**Material for this exercise:**
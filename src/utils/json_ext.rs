//! JSON manipulation utilities for the flowforge engine.
//!
//! Provides dot-path lookup into `serde_json::Value` trees, used by the
//! runtime to resolve edge predicates against node output state.

use serde_json::Value;

/// Get a value using a JSON pointer-like path.
///
/// # Parameters
/// * `value` - JSON value to search in
/// * `path` - Dot-separated path (e.g., "user.profile.name")
///
/// # Returns
/// Reference to the value if found, None otherwise
///
/// # Examples
///
/// ```rust
/// use flowforge::utils::json_ext::get_by_path;
/// use serde_json::json;
///
/// let data = json!({"user": {"profile": {"name": "Alice"}}});
/// let name = get_by_path(&data, "user.profile.name");
/// assert_eq!(name, Some(&json!("Alice")));
/// ```
#[must_use]
pub fn get_by_path<'a>(value: &'a Value, path: &str) -> Option<&'a Value> {
    if path.is_empty() {
        return Some(value);
    }

    let parts: Vec<&str> = path.split('.').collect();
    let mut current = value;

    for part in parts {
        match current {
            Value::Object(obj) => {
                current = obj.get(part)?;
            }
            Value::Array(arr) => {
                let index: usize = part.parse().ok()?;
                current = arr.get(index)?;
            }
            _ => return None,
        }
    }

    Some(current)
}

#[cfg(test)]
mod tests {
    use super::*;
    use serde_json::json;

    #[test]
    fn empty_path_returns_the_whole_value() {
        let data = json!({"a": 1});
        assert_eq!(get_by_path(&data, ""), Some(&data));
    }

    #[test]
    fn nested_object_path_resolves() {
        let data = json!({"user": {"profile": {"name": "Alice"}}});
        assert_eq!(
            get_by_path(&data, "user.profile.name"),
            Some(&json!("Alice"))
        );
    }

    #[test]
    fn array_index_segment_resolves() {
        let data = json!({"items": [10, 20, 30]});
        assert_eq!(get_by_path(&data, "items.1"), Some(&json!(20)));
    }

    #[test]
    fn missing_key_returns_none() {
        let data = json!({"a": 1});
        assert_eq!(get_by_path(&data, "b"), None);
    }

    #[test]
    fn non_numeric_array_segment_returns_none() {
        let data = json!({"items": [1, 2, 3]});
        assert_eq!(get_by_path(&data, "items.first"), None);
    }

    #[test]
    fn path_through_a_scalar_returns_none() {
        let data = json!({"a": 1});
        assert_eq!(get_by_path(&data, "a.b"), None);
    }
}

**How to complete this task:** Go through the data line by line and say how many lines contain "flowforge". Give the number alone.

**Expected answer:** 2